---
annotations_creators:
- no-annotation
language_creators:
- other
language:
- en
license:
- other
multilinguality:
- monolingual
size_categories:
- 100B<n<1T
source_datasets:
- original
task_categories:
- image-classification
task_ids:
- multi-label-image-classification
pretty_name: ColonCancerCTDataset
tags:
- colon cancer
- medical
- cancer
dataset_info:
features:
- name: image
dtype: image
- name: ImageType
sequence: string
- name: StudyDate
dtype: string
- name: SeriesDate
dtype: string
- name: Manufacturer
dtype: string
- name: StudyDescription
dtype: string
- name: SeriesDescription
dtype: string
- name: PatientSex
dtype: string
- name: PatientAge
dtype: string
- name: PregnancyStatus
dtype: string
- name: BodyPartExamined
dtype: string
splits:
- name: train
num_bytes: 3537157.0
num_examples: 30
download_size: 3538117
dataset_size: 3537157.0
configs:
- config_name: default
data_files:
- split: train
path: data/train-*
---
# Dataset Card Creation Guide
## Table of Contents
- [Dataset Card Creation Guide](#dataset-card-creation-guide)
- [Table of Contents](#table-of-contents)
- [Dataset Description](#dataset-description)
- [Dataset Summary](#dataset-summary)
- [Supported Tasks and Leaderboards](#supported-tasks-and-leaderboards)
- [Languages](#languages)
- [Dataset Structure](#dataset-structure)
- [Data Instances](#data-instances)
- [Data Fields](#data-fields)
- [Data Splits](#data-splits)
- [Dataset Creation](#dataset-creation)
- [Curation Rationale](#curation-rationale)
- [Source Data](#source-data)
- [Initial Data Collection and Normalization](#initial-data-collection-and-normalization)
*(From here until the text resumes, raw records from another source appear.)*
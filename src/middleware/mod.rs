pub mod auth;
pub mod security_headers;

pub use auth::AuthMiddleware;
pub use security_headers::SecurityHeaders;
use serde::Serialize;

use crate::utils::FieldErrors;

/// Envelope shared by every JSON endpoint: `success`, `message`, then any
/// payload fields flattened alongside.
#[derive(Debug, Serialize)]
pub struct ApiResponse<T: Serialize = ()> {
    pub success: bool,
    pub message: String,
    #[serde(skip_serializing_if = "Option::is_none")]
    pub errors: Option<FieldErrors>,
    #[serde(flatten)]
    pub data: Option<T>,
}

impl ApiResponse<()> {
    pub fn ok(message: impl Into<String>) -> Self {
        Self {
            success: true,
            message: message.into(),
            errors: None,
            data: None,
        }
    }

    pub fn failure(message: impl Into<String>) -> Self {
        Self {
            success: false,
            message: message.into(),
            errors: None,
            data: None,
        }
    }

    pub fn with_errors(mut self, errors: FieldErrors) -> Self {
        self.errors = Some(errors);
        self
    }
}

impl<T: Serialize> ApiResponse<T> {
    pub fn with_data(message: impl Into<String>, data: T) -> Self {
        Self {
            success: true,
            message: message.into(),
            errors: None,
            data: Some(data),
        }
    }
}

#[cfg(test)]
mod tests {
    use super::*;

    #[derive(Serialize)]
    struct Flag {
        is_accepting_messages: bool,
    }

    #[test]
    fn test_payload_is_flattened() {
        let resp = ApiResponse::with_data("ok", Flag { is_accepting_messages: true });
        let json = serde_json::to_value(resp).unwrap();
        assert_eq!(json["success"], true);
        assert_eq!(json["is_accepting_messages"], true);
        assert!(json.get("errors").is_none());
    }

    #[test]
    fn test_plain_message() {
        let json = serde_json::to_value(ApiResponse::failure("Username is taken")).unwrap();
        assert_eq!(json, serde_json::json!({ "success": false, "message": "Username is taken" }));
    }
}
- [Who are the source language producers?](#who-are-the-source-language-producers)
- [Annotations](#annotations)
- [Annotation process](#annotation-process)
- [Who are the annotators?](#who-are-the-annotators)
- [Personal and Sensitive Information](#personal-and-sensitive-information)
- [Considerations for Using the Data](#considerations-for-using-the-data)
- [Social Impact of Dataset](#social-impact-of-dataset)
- [Discussion of Biases](#discussion-of-biases)
- [Other Known Limitations](#other-known-limitations)
- [Additional Information](#additional-information)
- [Dataset Curators](#dataset-curators)
- [Licensing Information](#licensing-information)
- [Citation Information](#citation-information)
- [Contributions](#contributions)
## Dataset Description
- **Homepage:** [https://portal.imaging.datacommons.cancer.gov]()
- **Repository:** [https://aws.amazon.com/marketplace/pp/prodview-3bcx7vcebfi2i#resources]()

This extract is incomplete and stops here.